Modern invented feminine variant of Lochlan, an Irish-Scottish name meaning 'land of lakes.'
Locklyn occupies a creative middle ground between the Scottish Gaelic classic Lachlan and the contemporary trend of *-lyn* and *-lynn* endings. Lachlan itself derives from the Gaelic *Lochlann*, meaning *land of the lochs* or *land of the fjords*, which was the Scottish Gaelic term for Scandinavia — reflecting the era when Norse seafarers arrived on the western coasts of Scotland and Ireland, and the name became a way of designating someone of that distant northern origin. It was a surname and given name of considerable prestige in Highland clan culture.
Over centuries Lachlan migrated across the Scottish diaspora, carried to Australia, Canada, and New Zealand where it remains popular today, particularly in Australia where it consistently ranks among the most common boys' names. The Locklyn spelling reframes that heritage with a softer, more visually feminine shape, tilting toward the American preference for names that end in *-lyn*, which has dominated girls' naming for decades. The result is a name that reads simultaneously as rugged in its Scottish ancestry and contemporary in its styling.

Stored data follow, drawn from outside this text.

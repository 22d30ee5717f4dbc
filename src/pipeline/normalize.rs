//! Whitespace normalisation of extracted page text.
//!
//! pdfium returns text with hard line breaks at every visual line end,
//! runs of spaces from justified layouts and stray tabs. Translation works on
//! sentences, so every whitespace run collapses to one space.

use once_cell::sync::Lazy;
use regex::Regex;

static RE_WHITESPACE: Lazy<Regex> = Lazy::new(|| Regex::new(r"\s+").unwrap());

/// Collapse every maximal whitespace run into a single space and trim.
pub fn normalize(raw: &str) -> String {
    RE_WHITESPACE.replace_all(raw, " ").trim().to_string()
}
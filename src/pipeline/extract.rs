//! Per-page text extraction via pdfium.
//!
//! pdfium is not async-safe, so the work runs inside
//! `tokio::task::spawn_blocking`. Text is returned exactly as pdfium reports
//! it; normalisation is a separate stage.

use super::engine::bind_pdfium;
use crate::error::TranslateError;
use pdfium_render::prelude::*;
use std::path::Path;
use tracing::{debug, info, warn};

/// Extract the text of every page, in page order.
///
/// A page without a text layer yields an empty string.
pub async fn extract_pages(
    pdf_path: &Path,
    password: Option<&str>,
) -> Result<Vec<String>, TranslateError> {
    let path = pdf_path.to_path_buf();
    let password = password.map(str::to_string);

    tokio::task::spawn_blocking(move || extract_pages_blocking(&path, password.as_deref()))
        .await
        .map_err(|e| TranslateError::Internal(format!("Extraction task panicked: {}", e)))?
}

fn extract_pages_blocking(
    pdf_path: &Path,
    password: Option<&str>,
) -> Result<Vec<String>, TranslateError> {
    let pdfium = bind_pdfium()?;
    let document = load_document(&pdfium, pdf_path, password)?;

    let pages = document.pages();
    info!("PDF loaded: {} pages", pages.len());

    let mut texts = Vec::with_capacity(pages.len() as usize);
    for (idx, page) in pages.iter().enumerate() {
        let text = match page.text() {
            Ok(t) => t.all(),
            Err(e) => {
                warn!("Page {}: no readable text layer ({:?})", idx, e);
                String::new()
            }
        };
        debug!("Page {}: extracted {} chars", idx, text.chars().count());
        texts.push(text);
    }

    Ok(texts)
}

/// Open a PDF, mapping pdfium failures onto [`TranslateError`].
pub(crate) fn load_document<'a>(
    pdfium: &'a Pdfium,
    pdf_path: &Path,
    password: Option<&'a str>,
) -> Result<PdfDocument<'a>, TranslateError> {
    pdfium.load_pdf_from_file(pdf_path, password).map_err(|e| {
        let err_str = format!("{:?}", e);
        if err_str.contains("Password") || err_str.contains("password") {
            if password.is_some() {
                TranslateError::WrongPassword {
                    path: pdf_path.to_path_buf(),
                }
            } else {
                TranslateError::PasswordRequired {
                    path: pdf_path.to_path_buf(),
                }
            }
        } else {
            TranslateError::CorruptPdf {
                path: pdf_path.to_path_buf(),
                detail: err_str,
            }
        }
    })
}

The *Lock-* prefix also carries its own quiet resonance in English: locks of hair, the mechanism of security, the stillness of a canal lock — images of containment, precision, and natural beauty that layer meaning onto the name without overwhelming it. Locklyn as a given name has emerged largely in the twenty-first century, suggesting parents who want something that sounds like it could have been a surname, carries Old World character, and still feels fresh and unmistakably modern.